Through a separate letter, it was announced on Budget Day 2022 that the government will not offer legal redress to non-objectors. Ex officio requests will therefore be rejected. The main reason for this is of a budgetary nature. The government gives priority to supporting the purchasing power of citizens and businesses. This means that if you did not object or objected late, you will only get legal redress if the Court eventually decides that you would be entitled to it based on an ex officio reduction request. Because many ex officio reduction requests have been filed and more are expected, it was decided on 4 November 2022 to launch a so-called 'mass objection plus' procedure in which all non-objectors will automatically participate. Should these procedures result in legal redress for non-objectors, the Dutch Tax Authorities will grant these rights to all Box 3 taxpayers. Incidentally, the Secretary of State considers this procedure to have little chance of success.
It is possible that the procedure could eventually end up before the European Court of Human Rights (ECHR) as well.
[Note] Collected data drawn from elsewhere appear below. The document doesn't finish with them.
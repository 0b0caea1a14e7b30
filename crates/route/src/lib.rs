//! Abstract interface for nodes of a cache routing tree.
//!
//! A routing tree is built out of [`Route`] implementations. Leaf routes talk
//! to cache nodes, inner routes rewrite requests and forward them to their
//! children. Every route answers a [`Request`] with a [`Reply`] or with its
//! own associated error type.
#![warn(missing_docs)]
#![warn(clippy::all)]
#![warn(clippy::pedantic)]
#![warn(clippy::nursery)]

mod operation;
mod reply;
mod request;

pub use operation::{Operation, OperationCategory};
pub use reply::{Reply, ReplyResult};
pub use request::Request;

use std::error::Error;
use std::fmt::Debug;

use async_trait::async_trait;

/// Marker trait for `Route` errors
pub trait RouteError: Debug + Error + Send + Sync + 'static {}

/// Object-safe description of a route, used by traversers.
pub trait RouteInfo {
    /// Diagnostic name of the route, stable for the lifetime of the route.
    fn route_name(&self) -> String;
}

/// Visitor invoked on every route a request would reach.
pub trait Traverser {
    /// Called once for each route with the request as that route would see it.
    fn visit(&mut self, route: &dyn RouteInfo, request: &Request);
}

/// A trait representing a node of the routing tree.
///
/// Implementations must be safe to invoke concurrently: a single route is
/// shared by every in-flight request, including background work spawned by
/// parent routes.
#[async_trait]
pub trait Route: RouteInfo + Send + Sync + 'static {
    /// The error type returned when the request could not be served.
    type Error: RouteError;

    /// Routes the request and returns the reply of the operation.
    async fn route(&self, request: &Request) -> Result<Reply, Self::Error>;

    /// Walks the children this request would reach.
    ///
    /// Leaf routes have no children, so the default does nothing.
    fn traverse(&self, _request: &Request, _traverser: &mut dyn Traverser) {}
}

/// Visits `child` with `request` and then descends into the child's own
/// children.
pub fn traverse_child<R: Route>(child: &R, request: &Request, traverser: &mut dyn Traverser) {
    traverser.visit(child, request);
    child.traverse(request, traverser);
}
A side note in that case is that a ruling of the ECHR is not covered by the 'mass objection plus' procedure. Therefore, for a very small and specific group of taxpayers with substantial investments, where the actual income is significantly lower than the determined flat-rate income in Box 3, it seems sensible to still file an ex officio reduction request independently. Please note that you can submit an ex officio reduction request up to five years after the end of the tax year. For example, for the 2020 tax year, an ex officio reduction request can be submitted up to 31 December 2025.
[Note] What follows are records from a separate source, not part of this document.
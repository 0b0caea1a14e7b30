//! Routing-tree route that spreads hot keys over several replicas.
//!
//! Every logical key gets `replicas` physical copies: replica 0 under the key
//! itself and replica `n` under `key::n`. The downstream route decides which
//! cache node each physical key lives on, so copies of one hot key end up on
//! different nodes.
//!
//! Each process is pinned to one replica, selected from its host id:
//! - reads go to that replica only
//! - `set` goes to that replica, or to every replica when `all_sync` is on
//! - `delete` always goes to every replica
//! - every other operation goes to that replica only
//!
//! Requests to replicas other than the pinned one are fired in the background
//! and their replies are discarded. The caller always gets the reply of the
//! pinned replica. Keys too long to carry a replica marker are forwarded
//! unmodified.
#![warn(missing_docs)]
#![warn(clippy::all)]
#![warn(clippy::pedantic)]
#![warn(clippy::nursery)]
#![allow(clippy::module_name_repetitions)]

mod error;
mod options;

pub mod fanout;
pub mod key;
pub mod observer;
pub mod policy;
pub mod replica;

pub use error::Error;
pub use observer::{CountingObserver, FanoutObserver};
pub use options::{KeySplitConfig, KeySplitOptions};
pub use replica::{MAX_REPLICAS, MIN_REPLICAS, ReplicaId};

use std::fmt::{self, Display, Formatter};

use async_trait::async_trait;
use hotkey_route::{Reply, Request, Route, RouteInfo, Traverser, traverse_child};
use tracing::{debug, trace};

use crate::fanout::FanoutExecutor;
use crate::policy::{Dispatch, RoutingPolicy};

/// Route splitting every key over a fixed number of replicas.
#[derive(Debug)]
pub struct KeySplitRoute<R: Route> {
    executor: FanoutExecutor<R>,
    policy: RoutingPolicy,
    replicas: usize,
    all_sync: bool,
    replica_id: ReplicaId,
}

impl<R: Route> KeySplitRoute<R> {
    /// Creates a new `KeySplitRoute`.
    ///
    /// # Errors
    ///
    /// Returns [`Error::ReplicaCountOutOfRange`] if `replicas` is outside of
    /// `[MIN_REPLICAS, MAX_REPLICAS]`.
    pub fn new(options: KeySplitOptions<R>) -> Result<Self, Error> {
        let KeySplitOptions {
            child,
            replicas,
            all_sync,
            host_id,
            observer,
        } = options;

        if !(MIN_REPLICAS..=MAX_REPLICAS).contains(&replicas) {
            return Err(Error::ReplicaCountOutOfRange(replicas));
        }

        let route = Self {
            executor: FanoutExecutor::new(child, replicas, observer),
            policy: RoutingPolicy::new(replicas, all_sync),
            replicas,
            all_sync,
            replica_id: replica::select_replica(host_id, replicas),
        };

        debug!(route = %route, child = %route.child().route_name(), "created key split route");

        Ok(route)
    }

    /// The replica this process routes to.
    #[must_use]
    pub const fn replica_id(&self) -> ReplicaId {
        self.replica_id
    }

    /// Number of replicas of every key.
    #[must_use]
    pub const fn replicas(&self) -> usize {
        self.replicas
    }

    /// Whether `set` requests are written to every replica.
    #[must_use]
    pub const fn all_sync(&self) -> bool {
        self.all_sync
    }

    /// The child route.
    #[must_use]
    pub fn child(&self) -> &R {
        self.executor.child()
    }

    /// Waits for every fire-and-forget request sent so far to finish.
    ///
    /// Routing never waits for them. This is for shutdown and tests.
    pub async fn wait_fanout(&self) {
        self.executor.wait().await;
    }
}

impl<R: Route> Display for KeySplitRoute<R> {
    fn fmt(&self, f: &mut Formatter<'_>) -> fmt::Result {
        write!(
            f,
            "keysplit|replicas={}|all-sync={}|replicaId={}",
            self.replicas, self.all_sync, self.replica_id
        )
    }
}

impl<R: Route> RouteInfo for KeySplitRoute<R> {
    fn route_name(&self) -> String {
        self.to_string()
    }
}

#[async_trait]
impl<R: Route> Route for KeySplitRoute<R> {
    type Error = R::Error;

    async fn route(&self, request: &Request) -> Result<Reply, Self::Error> {
        let dispatch = self.policy.dispatch(request);

        trace!(
            operation = %request.operation(),
            key = request.key(),
            replica = self.replica_id,
            ?dispatch,
            "key split"
        );

        match dispatch {
            Dispatch::Passthrough => self.executor.route_passthrough(request).await,
            Dispatch::One => self.executor.route_one(request, self.replica_id).await,
            Dispatch::All => self.executor.route_all(request, self.replica_id).await,
        }
    }

    fn traverse(&self, request: &Request, traverser: &mut dyn Traverser) {
        if self.policy.can_augment(request) {
            let request = key::replica_request(request, self.replica_id);
            traverse_child(self.child(), &request, traverser);
        } else {
            traverse_child(self.child(), request, traverser);
        }
    }
}

#[cfg(test)]
mod tests {
    use super::*;

    use std::sync::Arc;

    use assert_matches::assert_matches;
    use hotkey_route_memory::MemoryRoute;
    use tracing_test::traced_test;

    fn options(replicas: usize, all_sync: bool, host_id: u64) -> KeySplitOptions<MemoryRoute> {
        KeySplitOptions {
            child: Arc::new(MemoryRoute::new()),
            replicas,
            all_sync,
            host_id,
            observer: None,
        }
    }

    #[test]
    fn test_rejects_too_few_replicas() {
        assert_matches!(
            KeySplitRoute::new(options(1, false, 0)),
            Err(Error::ReplicaCountOutOfRange(1))
        );
        assert_matches!(
            KeySplitRoute::new(options(0, false, 0)),
            Err(Error::ReplicaCountOutOfRange(0))
        );
    }

    #[test]
    fn test_rejects_too_many_replicas() {
        assert_matches!(
            KeySplitRoute::new(options(1001, true, 0)),
            Err(Error::ReplicaCountOutOfRange(1001))
        );
    }

    #[test]
    fn test_accepts_bounds() {
        assert!(KeySplitRoute::new(options(MIN_REPLICAS, false, 0)).is_ok());
        assert!(KeySplitRoute::new(options(MAX_REPLICAS, false, 0)).is_ok());
    }

    #[test]
    fn test_route_name() {
        let route = KeySplitRoute::new(options(5, true, 13)).unwrap();

        assert_eq!(route.replica_id(), 3);
        assert_eq!(route.route_name(), "keysplit|replicas=5|all-sync=true|replicaId=3");
        assert_eq!(route.to_string(), route.route_name());
    }

    #[test]
    fn test_error_message() {
        assert_eq!(
            Error::ReplicaCountOutOfRange(1).to_string(),
            "replica count 1 is outside of [2, 1000]"
        );
    }

    #[traced_test]
    #[test]
    fn test_logs_construction() {
        let _route = KeySplitRoute::new(options(2, false, 1)).unwrap();

        assert!(logs_contain("created key split route"));
        assert!(logs_contain("keysplit|replicas=2|all-sync=false|replicaId=1"));
    }
}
If only one of the fiscal partners filed an objection, only that partner will get legal redress. Despite the fiscal partnership, both partners are individually taxable, and an assessment is subsequently imposed on both partners individually. It follows from the systematics of the legislation that an objection must be filed per assessment.
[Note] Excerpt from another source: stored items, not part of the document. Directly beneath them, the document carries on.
use crate::replica::{MAX_REPLICAS, MIN_REPLICAS};

use thiserror::Error;

/// Errors that can occur while building a key split route.
#[derive(Clone, Debug, Error, Eq, PartialEq)]
pub enum Error {
    /// The configured number of replicas is not supported.
    #[error(
        "replica count {0} is outside of [{min}, {max}]",
        min = MIN_REPLICAS,
        max = MAX_REPLICAS
    )]
    ReplicaCountOutOfRange(usize),
}
//! In-memory (single node) implementation of a cache route for local
//! development and tests.
//!
//! Besides serving requests from a map, the route keeps a log of every
//! request it received so callers can check what a routing tree sent down.
#![warn(missing_docs)]
#![warn(clippy::all)]
#![warn(clippy::pedantic)]
#![warn(clippy::nursery)]

mod error;

pub use error::Error;

use std::collections::HashMap;
use std::sync::Arc;

use async_trait::async_trait;
use bytes::{Bytes, BytesMut};
use hotkey_route::{Operation, Reply, ReplyResult, Request, Route, RouteInfo};
use tokio::sync::Mutex;
use tracing::trace;

#[derive(Clone, Debug)]
struct Entry {
    value: Bytes,
    flags: u64,
    exptime: u32,
    cas: u64,
}

#[derive(Debug, Default)]
struct State {
    entries: HashMap<String, Entry>,
    leases: HashMap<String, u64>,
    requests: Vec<Request>,
    next_token: u64,
}

impl State {
    const fn next_token(&mut self) -> u64 {
        self.next_token += 1;
        self.next_token
    }

    fn store(&mut self, request: &Request, value: Bytes) {
        let cas = self.next_token();
        self.entries.insert(
            request.key().to_string(),
            Entry {
                value,
                flags: request.flags(),
                exptime: request.exptime(),
                cas,
            },
        );
    }

    fn concat(&mut self, request: &Request, append: bool) -> Reply {
        let Some(entry) = self.entries.get(request.key()) else {
            return Reply::not_stored();
        };

        let mut value = BytesMut::with_capacity(entry.value.len() + request.value().len());
        if append {
            value.extend_from_slice(&entry.value);
            value.extend_from_slice(request.value());
        } else {
            value.extend_from_slice(request.value());
            value.extend_from_slice(&entry.value);
        }

        let cas = self.next_token();
        if let Some(entry) = self.entries.get_mut(request.key()) {
            entry.value = value.freeze();
            entry.cas = cas;
        }
        Reply::stored()
    }

    fn arithmetic(&mut self, request: &Request, increment: bool) -> Result<Reply, Error> {
        let Some(entry) = self.entries.get(request.key()) else {
            return Ok(Reply::not_found());
        };

        let current = std::str::from_utf8(&entry.value)
            .ok()
            .and_then(|value| value.trim().parse::<u64>().ok())
            .ok_or_else(|| Error::NotNumeric {
                key: request.key().to_string(),
            })?;

        // decr saturates at zero, incr wraps like memcached
        let counter = if increment {
            current.wrapping_add(request.delta())
        } else {
            current.saturating_sub(request.delta())
        };

        let cas = self.next_token();
        if let Some(entry) = self.entries.get_mut(request.key()) {
            entry.value = Bytes::from(counter.to_string());
            entry.cas = cas;
        }

        Ok(Reply {
            counter: Some(counter),
            ..Reply::stored()
        })
    }

    fn apply(&mut self, request: &Request) -> Result<Reply, Error> {
        let key = request.key();

        let reply = match request.operation() {
            Operation::Get => self
                .entries
                .get(key)
                .map_or_else(Reply::not_found, |entry| {
                    Reply::found(entry.value.clone(), entry.flags)
                }),
            Operation::Gets => self
                .entries
                .get(key)
                .map_or_else(Reply::not_found, |entry| {
                    Reply::found(entry.value.clone(), entry.flags).with_token(entry.cas)
                }),
            Operation::LeaseGet => {
                if let Some(entry) = self.entries.get(key) {
                    Reply::found(entry.value.clone(), entry.flags)
                } else {
                    let token = self.next_token();
                    self.leases.insert(key.to_string(), token);
                    Reply::not_found().with_token(token)
                }
            }
            Operation::LeaseSet => {
                if self.leases.get(key) == Some(&request.token()) {
                    self.leases.remove(key);
                    self.store(request, request.value().clone());
                    Reply::stored()
                } else {
                    Reply::not_stored()
                }
            }
            Operation::Set => {
                self.leases.remove(key);
                self.store(request, request.value().clone());
                Reply::stored()
            }
            Operation::Add => {
                if self.entries.contains_key(key) {
                    Reply::not_stored()
                } else {
                    self.store(request, request.value().clone());
                    Reply::stored()
                }
            }
            Operation::Replace => {
                if self.entries.contains_key(key) {
                    self.store(request, request.value().clone());
                    Reply::stored()
                } else {
                    Reply::not_stored()
                }
            }
            Operation::Append => self.concat(request, true),
            Operation::Prepend => self.concat(request, false),
            Operation::Cas => match self.entries.get(key) {
                None => Reply::not_found(),
                Some(entry) if entry.cas != request.token() => Reply::new(ReplyResult::Exists),
                Some(_) => {
                    self.store(request, request.value().clone());
                    Reply::stored()
                }
            },
            Operation::Delete => {
                // deleting also invalidates outstanding leases
                self.leases.remove(key);
                if self.entries.remove(key).is_some() {
                    Reply::deleted()
                } else {
                    Reply::not_found()
                }
            }
            Operation::Incr => self.arithmetic(request, true)?,
            Operation::Decr => self.arithmetic(request, false)?,
            Operation::Touch => match self.entries.get_mut(key) {
                Some(entry) => {
                    entry.exptime = request.exptime();
                    Reply::new(ReplyResult::Touched)
                }
                None => Reply::not_found(),
            },
        };

        Ok(reply)
    }
}

/// In-memory cache route.
///
/// Every received request is kept in a log until [`MemoryRoute::clear_requests`]
/// is called, so memory grows with traffic. Long running users should clear
/// the log periodically.
#[derive(Clone, Debug)]
pub struct MemoryRoute {
    name: String,
    state: Arc<Mutex<State>>,
}

impl MemoryRoute {
    /// Creates a new `MemoryRoute`.
    #[must_use]
    pub fn new() -> Self {
        Self::named("memory")
    }

    /// Creates a new `MemoryRoute` reporting `name` as its route name.
    #[must_use]
    pub fn named(name: &str) -> Self {
        Self {
            name: name.to_string(),
            state: Arc::new(Mutex::new(State::default())),
        }
    }

    /// Every request received so far, in arrival order.
    pub async fn requests(&self) -> Vec<Request> {
        self.state.lock().await.requests.clone()
    }

    /// Keys of every request received so far, in arrival order.
    pub async fn keys(&self) -> Vec<String> {
        self.state
            .lock()
            .await
            .requests
            .iter()
            .map(|request| request.key().to_string())
            .collect()
    }

    /// Forgets the received requests. Stored values are kept.
    pub async fn clear_requests(&self) {
        self.state.lock().await.requests.clear();
    }

    /// Reads a stored value without going through `route`.
    pub async fn value(&self, key: &str) -> Option<Bytes> {
        self.state
            .lock()
            .await
            .entries
            .get(key)
            .map(|entry| entry.value.clone())
    }
}

impl Default for MemoryRoute {
    fn default() -> Self {
        Self::new()
    }
}

impl RouteInfo for MemoryRoute {
    fn route_name(&self) -> String {
        format!("memory|name={}", self.name)
    }
}

#[async_trait]
impl Route for MemoryRoute {
    type Error = Error;

    async fn route(&self, request: &Request) -> Result<Reply, Self::Error> {
        trace!(operation = %request.operation(), key = request.key(), "memory route");

        let mut state = self.state.lock().await;
        state.requests.push(request.clone());
        state.apply(request)
    }
}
PwC has developed a calculation tool (in Dutch) that allows you to calculate your Box 3 income using the flat-rate savings variant. In the results, you can see which calculation method is most favourable for you.
In principle, the legal redress takes place as follows:
In short, in the above cases, no action is required from you.
In case you are part of one of the categories of taxpayers who may receive legal redress and your income tax return for the calendar year was already determined, while under the new method of calculation the return on your assets would be lower, then the tax inspector will reduce the assessment by the difference. You do not have to file a request for this. If the calculated new return is higher, the assessment will not be adjusted. You will receive a decision from the inspector if this is applicable to you.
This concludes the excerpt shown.